養成施設での学びは充実した設備の中で勉強できることや、教員は有資格者でなければならないという基準があるため、体験談や、現場での心得など、栄養士の魅力を直接聞くことができるメリットがあります。
フードコーディネーター、栄養士に期待されることとは。
【フードコーディネーター】
■ クリエイティブな食事プランニング:バラエティ豊かで魅力的な食事プランを作成する役割を担っています。期待されるのは、季節の食材や地域の特産品を活用した創造的なメニューの提案です。さまざまな料理スタイルや食事制限(ベジタリアン、グルテンフリー、アレルギー対応など)に対応できる柔軟性も求められます。

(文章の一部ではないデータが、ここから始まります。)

fn binary(op: BinaryOp, left: Value, right: Value) -> Eval<Value> {
    use Value::{Array, Decimal, Integer};

    let unsupported = |left: &Value, right: &Value| {
        Fault::type_error(format!(
            "unsupported operand type(s) for {op}: '{}' and '{}'",
            left.type_name(),
            right.type_name()
        ))
    };
    let overflow = || Fault::runtime("OverflowError", "integer overflow");

    match op {
        BinaryOp::Eq => Ok(Value::Boolean(left == right)),
        BinaryOp::Ne => Ok(Value::Boolean(left != right)),
        BinaryOp::Lt | BinaryOp::Le | BinaryOp::Gt | BinaryOp::Ge => {
            let ordering = left.partial_cmp(&right).ok_or_else(|| {
                Fault::type_error(format!(
                    "'{op}' not supported between instances of '{}' and '{}'",
                    left.type_name(),
                    right.type_name()
                ))
            })?;
            Ok(Value::Boolean(match op {
                BinaryOp::Lt => ordering == Ordering::Less,
                BinaryOp::Le => ordering != Ordering::Greater,
                BinaryOp::Gt => ordering == Ordering::Greater,
                _ => ordering != Ordering::Less,
            }))
        }
        BinaryOp::In => contains(&right, &left).map(Value::Boolean),
        BinaryOp::NotIn => contains(&right, &left).map(|found| Value::Boolean(!found)),
        BinaryOp::Add => match (left, right) {
            (Integer(a), Integer(b)) => a.checked_add(b).map(Integer).ok_or_else(overflow),
            (Value::String(a), Value::String(b)) => Ok(Value::String(a + &b)),
            (Array(mut a), Array(b)) => {
                a.extend(b);
                Ok(Array(a))
            }
            (left, right) => float_op(&left, &right, |a, b| a + b).ok_or_else(|| unsupported(&left, &right)),
        },
        BinaryOp::Sub => match (left, right) {
            (Integer(a), Integer(b)) => a.checked_sub(b).map(Integer).ok_or_else(overflow),
            (left, right) => float_op(&left, &right, |a, b| a - b).ok_or_else(|| unsupported(&left, &right)),
        },
        BinaryOp::Mul => match (left, right) {
            (Integer(a), Integer(b)) => a.checked_mul(b).map(Integer).ok_or_else(overflow),
            (Value::String(s), Integer(n)) | (Integer(n), Value::String(s)) => {
                let count = repeat_count(s.len(), n)?;
                Ok(Value::String(s.repeat(count)))
            }
            (Array(items), Integer(n)) | (Integer(n), Array(items)) => {
                let len = items.len() * repeat_count(items.len(), n)?;
                Ok(Array(items.into_iter().cycle().take(len).collect()))
            }
            (left, right) => float_op(&left, &right, |a, b| a * b).ok_or_else(|| unsupported(&left, &right)),
        },
        BinaryOp::Div => {
            let (a, b) = floats(&left, &right).ok_or_else(|| unsupported(&left, &right))?;
            if b == 0.0 {
                return Err(Fault::runtime("ZeroDivisionError", "division by zero"));
            }
            Ok(Decimal(a / b))
        }
        BinaryOp::FloorDiv | BinaryOp::Mod => {
            let floor = op == BinaryOp::FloorDiv;
            match (left, right) {
                (Integer(_), Integer(0)) => Err(Fault::runtime(
                    "ZeroDivisionError",
                    "integer division or modulo by zero",
                )),
                // i64::MIN % -1 has no overflow in Python terms
                (Integer(_), Integer(-1)) if !floor => Ok(Integer(0)),
                (Integer(a), Integer(b)) => {
                    let q = a.checked_div(b).ok_or_else(overflow)?;
                    let r = a - q * b;
                    let adjust = r != 0 && ((r < 0) != (b < 0));
                    Ok(Integer(match (floor, adjust) {
                        (true, true) => q - 1,
                        (true, false) => q,
                        (false, true) => r + b,
                        (false, false) => r,
                    }))
                }
                (left, right) => {
                    let (a, b) = floats(&left, &right).ok_or_else(|| unsupported(&left, &right))?;
                    if b == 0.0 {
                        return Err(Fault::runtime("ZeroDivisionError", "float division by zero"));
                    }
                    let q = (a / b).floor();
                    Ok(Decimal(if floor { q } else { a - q * b }))
                }
            }
        }
        BinaryOp::And | BinaryOp::Or => unreachable!("short-circuited by the caller"),
    }
}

■ 持続可能性と食品ロスの削減: 環境への配慮が重要視される現代社会において、フードコーディネーターは持続可能性に焦点を当てた取り組みをすることが期待されます。食品ロスの削減や食材の効果的な活用、地元農産物のサポートなど、持続可能な食品システムの構築に貢献する役割を果たすことが重要です。
■ 健康トレンドや食品知識の追求: 健康トレンドや最新の食品知識を収集し食に反映させることができます。新たな食材の開拓、料理法の紹介などによって、食事プランの品質を向上させることにより顧客や利用者に対して最新の食情報の提供やよりよいアドバイスをおこなうことが期待されています。
【栄養士】
■ 健康状態の評価:栄養士は個々の人の健康状態を評価し、栄養状態やリスク要因を判断する能力が求められます。身体的な評価や食事の記録を分析し、必要な栄養素の摂取量や不足している栄養素を特定することが重要です。多様化する社会情勢を反映し、お惣菜や冷凍食品を活用し実践できる内容でアドバイスすることができます。
■ 個別の栄養プランの作成:栄養士は個々の人のニーズや目標に基づいて、適切な栄養プランを作成することが期待されます。これには、バランスの取れた食事計画や特定の栄養素の摂取目標、食品アレルギーや制限食などの考慮が含まれます。
■ 地域の健康の維持増進を図る:栄養士は地域活動においても、健康啓発活動に積極的に参加し、栄養教育や栄養に関する正しい情報の普及に努めることが期待されます。健康イベントやセミナーでの講演やワークショップの開催、栄養に関するパンフレットや情報資料の作成などが地域の方々の生活スタイルに合わせたかたちで提案することができます
■ 学校や保育園での食育活動: 成長期の子供たちの食を支える役割があります。学校や保育園での食育活動や給食の管理に関わることで児童や生徒に対して栄養教育を行い、健康的な食事習慣を身につけるための支援や食品安全管理を行います。特に学校給食は「生きた教材」と言われておりその土地で伝承されている食文化や、食べ物への感謝、食品の生産、流通、消費などについて給食を味わいながら学ぶことができるからです。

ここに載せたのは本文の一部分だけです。